In this paper, we report on the original global fit procedure of synchrotron small-angle X-ray scattering (SAXS) data applied to a model protein, met-myoglobin, in dilute solution during temperature- and pressure-induced denaturation processes at pH 4.5. Starting from the thermodynamic description of the protein unfolding pathway developed by Hawley (Hawley, S. A. Biochemistry 1971, 10, 2436), we have developed a new method for analyzing the set of SAXS curves using a global fitting procedure, which allows us to derive the form factor of all the met-myoglobin species present in the solution, their aggregation state, and the set of thermodynamic parameters, with their p and T dependence. This method also overcomes a reasonably poor quality of the experimental data, and it is found to be very powerful in analyzing SAXS data.
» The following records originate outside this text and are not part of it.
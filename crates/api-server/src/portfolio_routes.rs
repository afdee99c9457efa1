use axum::{extract::State, routing::post, Json, Router};
use futures_util::future::join_all;
use quant_analysis::{
    evaluate, simulate_growth, snapshot, GrowthSimulation, OverviewExtra, PerformanceReport,
    PriceRow, PriceTable, StockSnapshot, TickerSummary,
};
use serde::{Deserialize, Serialize};
use std::collections::HashMap;

use crate::prices::{fetch_series, load_returns, PriceRange};
use crate::{ApiResponse, AppError, AppState};

#[derive(Deserialize)]
pub struct OverviewRequest {
    #[serde(flatten)]
    pub range: PriceRange,
    #[serde(default)]
    pub extras: Vec<OverviewExtra>,
}

#[derive(Serialize)]
pub struct CompanyCard {
    pub ticker: String,
    pub name: Option<String>,
    pub logo_url: Option<String>,
}

#[derive(Serialize)]
pub struct OverviewResponse {
    pub prices: Vec<PriceRow>,
    pub summaries: Vec<TickerSummary>,
    pub snapshots: Vec<StockSnapshot>,
    pub companies: Vec<CompanyCard>,
}

#[derive(Deserialize)]
pub struct PerformanceRequest {
    #[serde(flatten)]
    pub range: PriceRange,
    /// Dollar amount invested per ticker
    pub allocations: HashMap<String, f64>,
    pub benchmark: Option<String>,
}

#[derive(Serialize)]
pub struct PerformanceResponse {
    pub benchmark: String,
    pub growth: GrowthSimulation,
    pub metrics: PerformanceReport,
}

pub fn portfolio_routes() -> Router<AppState> {
    Router::new()
        .route("/api/portfolio/overview", post(overview))
        .route("/api/portfolio/performance", post(performance))
}

async fn overview(
    State(state): State<AppState>,
    Json(req): Json<OverviewRequest>,
) -> Result<Json<ApiResponse<OverviewResponse>>, AppError> {
    let tickers = req.range.validate()?;
    tracing::info!(?tickers, start = %req.range.start, end = %req.range.end, "portfolio overview");

    let provider = state.provider.as_ref();
    let series = fetch_series(provider, &tickers, req.range.start, req.range.end).await;
    let table = PriceTable::from_series(&series);

    let snapshots = series
        .iter()
        .map(|s| snapshot(&s.ticker, &s.points, &req.extras))
        .collect();

    let companies = join_all(tickers.iter().map(|ticker| async move {
        match provider.ticker_profile(ticker).await {
            Ok(profile) => CompanyCard {
                ticker: ticker.clone(),
                logo_url: profile.logo_url(),
                name: Some(profile.name).filter(|n| !n.is_empty()),
            },
            Err(e) => {
                tracing::debug!(ticker = %ticker, error = %e, "no company profile");
                CompanyCard {
                    ticker: ticker.clone(),
                    name: None,
                    logo_url: None,
                }
            }
        }
    }))
    .await;

    Ok(Json(ApiResponse::success(OverviewResponse {
        prices: table.long_rows(),
        summaries: table.ticker_summaries(),
        snapshots,
        companies,
    })))
}

async fn performance(
    State(state): State<AppState>,
    Json(req): Json<PerformanceRequest>,
) -> Result<Json<ApiResponse<PerformanceResponse>>, AppError> {
    let tickers = req.range.validate()?;
    if req.allocations.values().any(|v| !v.is_finite() || *v < 0.0) {
        return Err(AppError::bad_request("Investment amounts cannot be negative"));
    }
    let allocations: HashMap<String, f64> = req
        .allocations
        .iter()
        .map(|(t, v)| (t.trim().to_uppercase(), *v))
        .filter(|(t, _)| tickers.contains(t))
        .collect();

    let benchmark = req
        .benchmark
        .as_deref()
        .map(|b| b.trim().to_uppercase())
        .filter(|b| !b.is_empty())
        .unwrap_or_else(|| state.benchmark_ticker.clone());
    tracing::info!(?tickers, %benchmark, "portfolio performance");

    let provider = state.provider.as_ref();
    let (prices, returns) = load_returns(provider, &tickers, req.range.start, req.range.end).await?;
    let benchmark_prices = provider
        .daily_closes(&benchmark, req.range.start, req.range.end)
        .await
        .map_err(|e| tracing::warn!(%benchmark, error = %e, "benchmark prices unavailable"))
        .ok()
        .filter(|p| !p.is_empty());

    let metrics = evaluate(&returns, &allocations, benchmark_prices.as_deref())?;
    let growth = simulate_growth(&prices, &allocations);

    Ok(Json(ApiResponse::success(PerformanceResponse {
        benchmark,
        growth,
        metrics,
    })))
}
SAXS experiments were performed at four different temperatures from hydrostatic pressures up to about 2000 bar. As a result, the presence of an intermediate, partially unfolded, dimeric state of met-myoglobin that forms during denaturation has been evidenced. The obtained parameters were then used to derive the met-myoglobin p, T phase diagram that fully agrees with the corresponding phase diagram obtained by spectroscopic measurements.